• _RECORDS PROVIDED_
● ● ● ●

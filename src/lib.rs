//! HTTP relay for Financial Modeling Prep annual income statements
//!
//! The relay fetches one company's annual income statements on every request
//! and returns them filtered by year, revenue and net income ranges, and
//! optionally sorted by any field.
//!
//! # Quick Start
//!
//! ```no_run
//! use fmp_relay::FinancialModelingPrep;
//! use fmp_relay::pipeline::{FilterParams, process};
//! use fmp_relay::request::common::SortOrder;
//! use fmp_relay::rest;
//!
//! #[tokio::main]
//! async fn main() -> Result<(), Box<dyn std::error::Error>> {
//!     let client = FinancialModelingPrep::default().with_key("your_api_key");
//!     let records = rest::income_statement(&client, "AAPL").records().get().await?;
//!
//!     let params = FilterParams::default()
//!         .year_start(2018)
//!         .sort_by("netIncome", SortOrder::Desc);
//!     for record in process(records, &params)? {
//!         println!("{:?} {}", record.get("date"), record.net_income());
//!     }
//!     Ok(())
//! }
//! ```
//!
//! # Serving
//!
//! [`server::router`] builds the axum router exposing `GET /data`; the
//! `fmp-relay` binary wires it to [`config::Config::from_env`].
//!
//! # Features
//!
//! - **`reqwest`** (default) - Uses [`reqwest`](https://docs.rs/reqwest) with rustls as the HTTP client.
//!
//! - **`hyper`** - Alternative HTTP client using [`hyper`](https://docs.rs/hyper) directly.
//!   To use hyper instead: `default-features = false, features = ["hyper"]`.

#![warn(missing_docs)]

pub mod client;
pub mod config;
pub mod error;
pub mod pipeline;
pub mod record;
pub mod request;
pub mod response;
pub mod rest;
pub mod server;
pub mod tracing_init;

pub mod execute;
pub mod processor;

pub use error::{Error, ErrorKind, Result};
pub use record::Record;
pub use request::Request;
pub use response::Response;

/// The Financial Modeling Prep client with the default HTTP client.
///
/// - When `reqwest` feature is enabled (default): uses `reqwest::Client`
/// - When only `hyper` is enabled: uses `HyperClient`
/// - Otherwise: use `client::FinancialModelingPrep<YourClient>` directly
#[cfg(feature = "reqwest")]
pub type FinancialModelingPrep = client::FinancialModelingPrep<reqwest::Client>;

/// The Financial Modeling Prep client with the default HTTP client.
///
/// - When `reqwest` feature is enabled (default): uses `reqwest::Client`
/// - When only `hyper` is enabled: uses `HyperClient`
/// - Otherwise: use `client::FinancialModelingPrep<YourClient>` directly
#[cfg(all(feature = "hyper", not(feature = "reqwest")))]
pub type FinancialModelingPrep = client::FinancialModelingPrep<request::HyperClient>;

// When neither reqwest nor hyper is enabled, re-export the generic client
#[cfg(not(any(feature = "reqwest", feature = "hyper")))]
pub use client::FinancialModelingPrep;
//! Filter and sort pipeline applied to fetched records
//!
//! ```
//! use fmp_relay::pipeline::{FilterParams, process};
//! use fmp_relay::record::Record;
//! use fmp_relay::request::common::SortOrder;
//! use serde_json::json;
//!
//! let records: Vec<Record> = serde_json::from_value(json!([
//!     {"date": "2020-01-01", "revenue": 100, "netIncome": 10},
//!     {"date": "2021-01-01", "revenue": 200, "netIncome": 20}
//! ])).unwrap();
//!
//! let params = FilterParams::default()
//!     .min_revenue(50.0)
//!     .sort_by("revenue", SortOrder::Desc);
//! let out = process(records, &params).unwrap();
//! assert_eq!(out[0].revenue(), 200.0);
//! ```

use std::cmp::Ordering;

use crate::error::{Error, Result};
use crate::record::{Record, SortKey};
use crate::request::common::SortOrder;

/// Optional bounds and sort directive for one request.
///
/// All bounds are inclusive. An unset bound imposes no constraint.
#[derive(Debug, Clone, Default, PartialEq)]
pub struct FilterParams {
    /// Earliest statement year to keep
    pub year_start: Option<i32>,
    /// Latest statement year to keep
    pub year_end: Option<i32>,
    /// Minimum revenue
    pub min_revenue: Option<f64>,
    /// Maximum revenue
    pub max_revenue: Option<f64>,
    /// Minimum net income
    pub min_net_income: Option<f64>,
    /// Maximum net income
    pub max_net_income: Option<f64>,
    /// Field to sort by
    pub sort_by: Option<String>,
    /// Direction used when `sort_by` is set
    pub sort_order: SortOrder,
}

impl FilterParams {
    /// Keep statements from `year` onwards.
    pub fn year_start(mut self, year: i32) -> Self {
        self.year_start = Some(year);
        self
    }

    /// Keep statements up to and including `year`.
    pub fn year_end(mut self, year: i32) -> Self {
        self.year_end = Some(year);
        self
    }

    /// Lower revenue bound.
    pub fn min_revenue(mut self, value: f64) -> Self {
        self.min_revenue = Some(value);
        self
    }

    /// Upper revenue bound.
    pub fn max_revenue(mut self, value: f64) -> Self {
        self.max_revenue = Some(value);
        self
    }

    /// Lower net income bound.
    pub fn min_net_income(mut self, value: f64) -> Self {
        self.min_net_income = Some(value);
        self
    }

    /// Upper net income bound.
    pub fn max_net_income(mut self, value: f64) -> Self {
        self.max_net_income = Some(value);
        self
    }

    /// Sort the result by `field`.
    pub fn sort_by(mut self, field: impl Into<String>, order: SortOrder) -> Self {
        self.sort_by = Some(field.into());
        self.sort_order = order;
        self
    }

    /// Whether a record with the given year passes every bound.
    fn accepts(&self, year: i32, record: &Record) -> bool {
        if self.year_start.is_some_and(|start| year < start) {
            return false;
        }
        if self.year_end.is_some_and(|end| year > end) {
            return false;
        }
        if self.min_revenue.is_some_and(|min| record.revenue() < min) {
            return false;
        }
        if self.max_revenue.is_some_and(|max| record.revenue() > max) {
            return false;
        }
        if self.min_net_income.is_some_and(|min| record.net_income() < min) {
            return false;
        }
        if self.max_net_income.is_some_and(|max| record.net_income() > max) {
            return false;
        }
        true
    }
}

/// Filter `records` by the bounds in `params`, then sort once if requested.
///
/// Every record's `date` is parsed; a single bad date fails the whole batch.
/// Upstream order is preserved for records that compare equal.
pub fn process(records: Vec<Record>, params: &FilterParams) -> Result<Vec<Record>> {
    let mut kept = Vec::with_capacity(records.len());
    for (index, record) in records.into_iter().enumerate() {
        let year = record.year(index)?;
        if params.accepts(year, &record) {
            kept.push(record);
        }
    }

    match params.sort_by.as_deref() {
        Some(field) => sort_records(kept, field, params.sort_order),
        None => Ok(kept),
    }
}

fn sort_records(records: Vec<Record>, field: &str, order: SortOrder) -> Result<Vec<Record>> {
    let mut keyed = records
        .into_iter()
        .map(|record| Ok((record.sort_key(field)?, record)))
        .collect::<Result<Vec<(SortKey, Record)>>>()?;

    let has_number = keyed.iter().any(|(key, _)| matches!(key, SortKey::Number(_)));
    let has_text = keyed.iter().any(|(key, _)| matches!(key, SortKey::Text(_)));
    if has_number && has_text {
        return Err(Error::Unsortable {
            field: field.to_string(),
            reason: "values mix numbers and strings".to_string(),
        });
    }

    // Homogeneous at this point, so compare never yields None.
    let cmp = |a: &SortKey, b: &SortKey| a.compare(b).unwrap_or(Ordering::Equal);
    match order {
        SortOrder::Asc => keyed.sort_by(|(a, _), (b, _)| cmp(a, b)),
        SortOrder::Desc => keyed.sort_by(|(a, _), (b, _)| cmp(b, a)),
    }

    Ok(keyed.into_iter().map(|(_, record)| record).collect())
}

● ● ● ●

• _WHAT NEEDS TO BE DONE_
Please go over the data above and copy each line with "config" in it.

• _EXERCISE ANSWER_
//! `fmp-relay` binary wires it to [`config::Config::from_env`].
pub mod config;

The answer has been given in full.